::: Given records

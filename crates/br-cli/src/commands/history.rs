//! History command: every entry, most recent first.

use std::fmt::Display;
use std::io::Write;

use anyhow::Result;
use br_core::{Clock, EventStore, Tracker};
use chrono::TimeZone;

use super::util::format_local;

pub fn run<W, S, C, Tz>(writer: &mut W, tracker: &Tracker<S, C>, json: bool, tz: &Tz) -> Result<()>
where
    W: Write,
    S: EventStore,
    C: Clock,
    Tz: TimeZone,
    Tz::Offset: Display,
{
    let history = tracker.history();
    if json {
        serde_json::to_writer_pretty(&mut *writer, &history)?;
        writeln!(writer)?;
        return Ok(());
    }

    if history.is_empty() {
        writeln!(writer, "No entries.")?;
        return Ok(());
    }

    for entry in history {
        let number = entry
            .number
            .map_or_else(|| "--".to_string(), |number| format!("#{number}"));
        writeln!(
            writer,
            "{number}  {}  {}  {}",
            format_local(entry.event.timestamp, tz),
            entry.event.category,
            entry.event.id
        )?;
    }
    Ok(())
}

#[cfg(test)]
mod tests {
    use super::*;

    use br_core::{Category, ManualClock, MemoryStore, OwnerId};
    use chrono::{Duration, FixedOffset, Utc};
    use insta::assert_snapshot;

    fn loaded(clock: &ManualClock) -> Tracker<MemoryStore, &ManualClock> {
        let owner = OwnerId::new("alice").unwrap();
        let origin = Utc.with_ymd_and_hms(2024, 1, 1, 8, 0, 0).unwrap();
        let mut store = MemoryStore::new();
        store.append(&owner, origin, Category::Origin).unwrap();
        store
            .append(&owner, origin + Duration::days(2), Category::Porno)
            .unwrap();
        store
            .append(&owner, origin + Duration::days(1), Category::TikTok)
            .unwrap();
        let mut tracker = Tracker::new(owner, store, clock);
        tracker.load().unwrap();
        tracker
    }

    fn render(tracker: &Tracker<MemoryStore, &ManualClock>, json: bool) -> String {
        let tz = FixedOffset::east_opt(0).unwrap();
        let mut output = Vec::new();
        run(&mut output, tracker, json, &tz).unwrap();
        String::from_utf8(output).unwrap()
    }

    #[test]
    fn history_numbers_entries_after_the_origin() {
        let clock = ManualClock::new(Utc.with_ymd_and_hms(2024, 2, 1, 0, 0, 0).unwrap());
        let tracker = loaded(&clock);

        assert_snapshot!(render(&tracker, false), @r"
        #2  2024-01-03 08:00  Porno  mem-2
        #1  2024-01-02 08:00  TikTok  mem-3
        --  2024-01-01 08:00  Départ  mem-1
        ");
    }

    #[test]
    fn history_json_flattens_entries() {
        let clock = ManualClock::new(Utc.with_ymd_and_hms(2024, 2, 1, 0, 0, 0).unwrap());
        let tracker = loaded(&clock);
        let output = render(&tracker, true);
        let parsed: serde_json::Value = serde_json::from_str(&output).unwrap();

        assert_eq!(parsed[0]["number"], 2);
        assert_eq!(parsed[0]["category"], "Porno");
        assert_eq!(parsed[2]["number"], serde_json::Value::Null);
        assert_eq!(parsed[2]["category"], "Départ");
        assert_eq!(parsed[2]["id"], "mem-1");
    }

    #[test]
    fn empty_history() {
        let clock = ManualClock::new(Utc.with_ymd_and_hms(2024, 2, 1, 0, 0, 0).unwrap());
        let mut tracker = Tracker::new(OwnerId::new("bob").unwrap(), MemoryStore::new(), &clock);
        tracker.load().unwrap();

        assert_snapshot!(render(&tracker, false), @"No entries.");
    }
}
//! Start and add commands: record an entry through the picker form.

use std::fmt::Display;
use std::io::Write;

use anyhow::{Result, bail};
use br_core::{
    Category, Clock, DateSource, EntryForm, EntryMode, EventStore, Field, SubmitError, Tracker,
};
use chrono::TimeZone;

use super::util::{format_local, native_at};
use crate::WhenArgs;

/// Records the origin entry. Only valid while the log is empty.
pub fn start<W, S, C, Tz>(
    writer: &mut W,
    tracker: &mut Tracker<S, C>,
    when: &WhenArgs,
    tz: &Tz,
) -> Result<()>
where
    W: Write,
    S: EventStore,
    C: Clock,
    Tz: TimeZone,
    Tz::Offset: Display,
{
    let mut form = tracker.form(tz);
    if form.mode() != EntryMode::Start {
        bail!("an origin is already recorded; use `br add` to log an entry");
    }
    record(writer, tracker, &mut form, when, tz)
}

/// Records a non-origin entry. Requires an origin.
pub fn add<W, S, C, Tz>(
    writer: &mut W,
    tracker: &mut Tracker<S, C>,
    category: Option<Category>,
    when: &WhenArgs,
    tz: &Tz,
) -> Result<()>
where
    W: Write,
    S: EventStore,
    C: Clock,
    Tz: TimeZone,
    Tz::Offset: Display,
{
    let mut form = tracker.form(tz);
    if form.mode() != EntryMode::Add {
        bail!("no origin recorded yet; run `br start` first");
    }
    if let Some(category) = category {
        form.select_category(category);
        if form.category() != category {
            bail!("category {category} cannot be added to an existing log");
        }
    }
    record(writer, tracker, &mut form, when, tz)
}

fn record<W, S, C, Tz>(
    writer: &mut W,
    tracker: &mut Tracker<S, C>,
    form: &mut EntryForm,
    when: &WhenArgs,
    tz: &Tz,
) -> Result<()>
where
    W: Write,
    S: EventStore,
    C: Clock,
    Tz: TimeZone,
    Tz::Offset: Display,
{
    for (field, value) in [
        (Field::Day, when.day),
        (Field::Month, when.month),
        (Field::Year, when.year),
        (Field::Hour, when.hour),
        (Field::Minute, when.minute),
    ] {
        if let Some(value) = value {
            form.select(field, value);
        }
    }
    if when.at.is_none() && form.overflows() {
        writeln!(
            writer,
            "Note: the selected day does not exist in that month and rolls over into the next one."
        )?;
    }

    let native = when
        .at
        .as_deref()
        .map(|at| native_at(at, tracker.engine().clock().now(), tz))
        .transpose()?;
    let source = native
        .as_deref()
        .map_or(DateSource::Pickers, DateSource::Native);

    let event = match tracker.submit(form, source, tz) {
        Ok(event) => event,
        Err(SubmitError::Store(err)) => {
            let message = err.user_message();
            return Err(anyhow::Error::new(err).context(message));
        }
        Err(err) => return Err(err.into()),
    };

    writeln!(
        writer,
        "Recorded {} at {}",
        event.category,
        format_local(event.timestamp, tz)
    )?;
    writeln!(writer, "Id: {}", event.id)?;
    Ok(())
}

::::::
::: Given records

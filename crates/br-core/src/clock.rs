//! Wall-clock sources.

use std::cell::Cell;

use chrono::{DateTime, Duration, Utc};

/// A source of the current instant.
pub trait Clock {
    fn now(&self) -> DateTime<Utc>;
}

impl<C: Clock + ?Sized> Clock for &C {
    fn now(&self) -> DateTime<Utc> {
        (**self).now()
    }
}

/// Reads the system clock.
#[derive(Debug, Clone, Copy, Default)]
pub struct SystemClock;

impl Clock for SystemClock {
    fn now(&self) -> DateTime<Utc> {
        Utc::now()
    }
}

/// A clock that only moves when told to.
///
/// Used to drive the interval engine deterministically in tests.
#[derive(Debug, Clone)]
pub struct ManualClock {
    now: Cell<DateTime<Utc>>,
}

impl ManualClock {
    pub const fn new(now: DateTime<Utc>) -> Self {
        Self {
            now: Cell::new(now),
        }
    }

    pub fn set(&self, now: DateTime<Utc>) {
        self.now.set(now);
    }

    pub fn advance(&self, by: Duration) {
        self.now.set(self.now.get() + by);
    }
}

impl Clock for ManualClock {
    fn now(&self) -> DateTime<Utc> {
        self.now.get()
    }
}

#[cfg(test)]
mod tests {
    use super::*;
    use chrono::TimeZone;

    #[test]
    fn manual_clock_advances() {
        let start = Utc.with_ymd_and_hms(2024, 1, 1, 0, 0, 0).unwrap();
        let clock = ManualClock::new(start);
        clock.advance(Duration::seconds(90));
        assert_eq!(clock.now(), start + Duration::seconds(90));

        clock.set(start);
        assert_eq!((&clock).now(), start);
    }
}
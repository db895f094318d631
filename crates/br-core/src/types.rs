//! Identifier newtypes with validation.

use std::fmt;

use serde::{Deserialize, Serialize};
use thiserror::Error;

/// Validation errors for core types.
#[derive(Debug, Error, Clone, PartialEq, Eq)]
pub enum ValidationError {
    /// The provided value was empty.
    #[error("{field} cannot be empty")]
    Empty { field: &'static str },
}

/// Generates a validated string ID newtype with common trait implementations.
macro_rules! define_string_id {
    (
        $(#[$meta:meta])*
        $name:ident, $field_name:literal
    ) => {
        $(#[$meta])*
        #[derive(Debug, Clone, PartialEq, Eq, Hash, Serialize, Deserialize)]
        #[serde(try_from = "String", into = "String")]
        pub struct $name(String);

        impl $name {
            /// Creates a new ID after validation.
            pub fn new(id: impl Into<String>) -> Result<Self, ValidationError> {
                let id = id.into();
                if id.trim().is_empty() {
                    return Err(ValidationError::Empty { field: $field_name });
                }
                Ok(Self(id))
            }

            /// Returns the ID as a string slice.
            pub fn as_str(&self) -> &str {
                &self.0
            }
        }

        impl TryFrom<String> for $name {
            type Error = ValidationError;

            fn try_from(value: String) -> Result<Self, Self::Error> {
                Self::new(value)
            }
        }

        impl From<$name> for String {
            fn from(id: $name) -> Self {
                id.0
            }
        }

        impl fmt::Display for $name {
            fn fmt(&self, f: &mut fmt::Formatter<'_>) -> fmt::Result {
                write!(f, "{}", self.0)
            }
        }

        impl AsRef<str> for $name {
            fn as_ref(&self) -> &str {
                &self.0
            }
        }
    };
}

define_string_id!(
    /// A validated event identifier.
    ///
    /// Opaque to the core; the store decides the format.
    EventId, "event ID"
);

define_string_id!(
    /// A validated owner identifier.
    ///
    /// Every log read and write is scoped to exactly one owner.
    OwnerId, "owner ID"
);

::::::
::: Given records

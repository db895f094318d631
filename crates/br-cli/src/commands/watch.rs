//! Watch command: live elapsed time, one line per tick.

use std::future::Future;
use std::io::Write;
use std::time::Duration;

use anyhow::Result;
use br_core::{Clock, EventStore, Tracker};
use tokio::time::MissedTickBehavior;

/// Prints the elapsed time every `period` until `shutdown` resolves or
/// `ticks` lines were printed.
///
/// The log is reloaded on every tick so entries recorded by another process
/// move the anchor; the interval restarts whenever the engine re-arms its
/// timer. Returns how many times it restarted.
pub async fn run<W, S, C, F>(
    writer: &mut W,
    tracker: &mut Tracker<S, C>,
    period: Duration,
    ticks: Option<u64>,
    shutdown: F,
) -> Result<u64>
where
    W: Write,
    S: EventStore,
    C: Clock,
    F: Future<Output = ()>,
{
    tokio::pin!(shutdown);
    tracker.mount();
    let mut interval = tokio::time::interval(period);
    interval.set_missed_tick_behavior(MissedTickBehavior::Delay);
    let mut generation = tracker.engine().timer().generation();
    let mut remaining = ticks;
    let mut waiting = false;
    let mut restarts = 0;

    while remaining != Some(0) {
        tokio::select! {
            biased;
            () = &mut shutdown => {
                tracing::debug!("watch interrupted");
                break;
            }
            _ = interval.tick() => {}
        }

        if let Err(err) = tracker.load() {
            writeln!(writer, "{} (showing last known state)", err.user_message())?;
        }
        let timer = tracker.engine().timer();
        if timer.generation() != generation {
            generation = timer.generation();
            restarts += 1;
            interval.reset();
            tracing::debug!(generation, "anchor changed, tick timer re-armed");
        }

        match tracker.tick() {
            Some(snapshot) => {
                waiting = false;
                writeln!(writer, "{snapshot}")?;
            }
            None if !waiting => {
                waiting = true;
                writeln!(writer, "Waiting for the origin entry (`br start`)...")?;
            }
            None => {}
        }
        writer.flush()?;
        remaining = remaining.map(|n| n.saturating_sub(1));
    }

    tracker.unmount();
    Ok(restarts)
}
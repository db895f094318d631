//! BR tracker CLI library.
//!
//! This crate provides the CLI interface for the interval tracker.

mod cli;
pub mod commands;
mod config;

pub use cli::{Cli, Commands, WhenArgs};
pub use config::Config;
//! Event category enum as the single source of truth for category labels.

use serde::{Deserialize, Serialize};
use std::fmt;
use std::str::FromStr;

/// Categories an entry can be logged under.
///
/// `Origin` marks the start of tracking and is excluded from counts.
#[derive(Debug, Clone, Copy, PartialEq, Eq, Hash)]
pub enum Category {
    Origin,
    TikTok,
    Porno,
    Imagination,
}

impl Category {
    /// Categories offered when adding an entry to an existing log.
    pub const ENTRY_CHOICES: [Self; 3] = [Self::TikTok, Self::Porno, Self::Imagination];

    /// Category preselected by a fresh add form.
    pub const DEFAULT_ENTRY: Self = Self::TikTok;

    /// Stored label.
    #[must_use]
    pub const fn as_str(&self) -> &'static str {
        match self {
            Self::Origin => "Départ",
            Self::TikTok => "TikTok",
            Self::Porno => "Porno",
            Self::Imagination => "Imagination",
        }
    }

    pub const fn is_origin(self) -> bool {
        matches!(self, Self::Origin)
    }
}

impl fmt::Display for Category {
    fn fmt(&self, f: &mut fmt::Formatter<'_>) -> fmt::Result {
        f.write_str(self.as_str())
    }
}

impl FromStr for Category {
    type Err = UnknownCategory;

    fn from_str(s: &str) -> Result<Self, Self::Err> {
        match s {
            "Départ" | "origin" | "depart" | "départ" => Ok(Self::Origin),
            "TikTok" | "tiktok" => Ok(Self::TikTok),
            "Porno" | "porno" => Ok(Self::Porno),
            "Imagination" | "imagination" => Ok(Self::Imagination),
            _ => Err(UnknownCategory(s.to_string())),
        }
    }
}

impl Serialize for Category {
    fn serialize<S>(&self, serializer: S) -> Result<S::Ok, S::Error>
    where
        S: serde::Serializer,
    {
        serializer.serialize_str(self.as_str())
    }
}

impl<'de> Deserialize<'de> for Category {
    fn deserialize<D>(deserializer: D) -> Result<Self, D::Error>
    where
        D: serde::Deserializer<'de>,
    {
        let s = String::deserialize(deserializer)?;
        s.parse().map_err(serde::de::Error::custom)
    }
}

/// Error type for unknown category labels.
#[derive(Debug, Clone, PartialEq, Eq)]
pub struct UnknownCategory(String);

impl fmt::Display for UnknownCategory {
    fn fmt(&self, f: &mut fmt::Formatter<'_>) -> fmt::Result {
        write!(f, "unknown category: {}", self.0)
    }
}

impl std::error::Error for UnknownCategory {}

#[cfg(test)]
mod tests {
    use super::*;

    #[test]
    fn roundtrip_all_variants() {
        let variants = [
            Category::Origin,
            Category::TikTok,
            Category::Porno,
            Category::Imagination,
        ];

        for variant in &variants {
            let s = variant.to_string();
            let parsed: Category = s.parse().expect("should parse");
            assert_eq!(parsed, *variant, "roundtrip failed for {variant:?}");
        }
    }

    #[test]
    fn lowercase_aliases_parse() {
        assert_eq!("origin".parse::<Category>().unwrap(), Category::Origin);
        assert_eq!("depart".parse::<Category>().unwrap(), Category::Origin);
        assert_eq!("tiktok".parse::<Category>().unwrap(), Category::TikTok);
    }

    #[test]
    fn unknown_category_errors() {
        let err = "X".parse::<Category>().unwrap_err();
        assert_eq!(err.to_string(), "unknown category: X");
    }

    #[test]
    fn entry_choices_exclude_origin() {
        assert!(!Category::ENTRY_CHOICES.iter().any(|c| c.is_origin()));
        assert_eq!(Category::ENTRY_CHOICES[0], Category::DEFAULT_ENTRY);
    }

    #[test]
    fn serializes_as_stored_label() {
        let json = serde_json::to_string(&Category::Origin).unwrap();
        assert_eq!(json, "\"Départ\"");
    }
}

::::::

Each line of the data above containing the string "Hash" is to be copied.

Output for this task:
        #[derive(Debug, Clone, PartialEq, Eq, Hash, Serialize, Deserialize)]
#[derive(Debug, Clone, Copy, PartialEq, Eq, Hash)]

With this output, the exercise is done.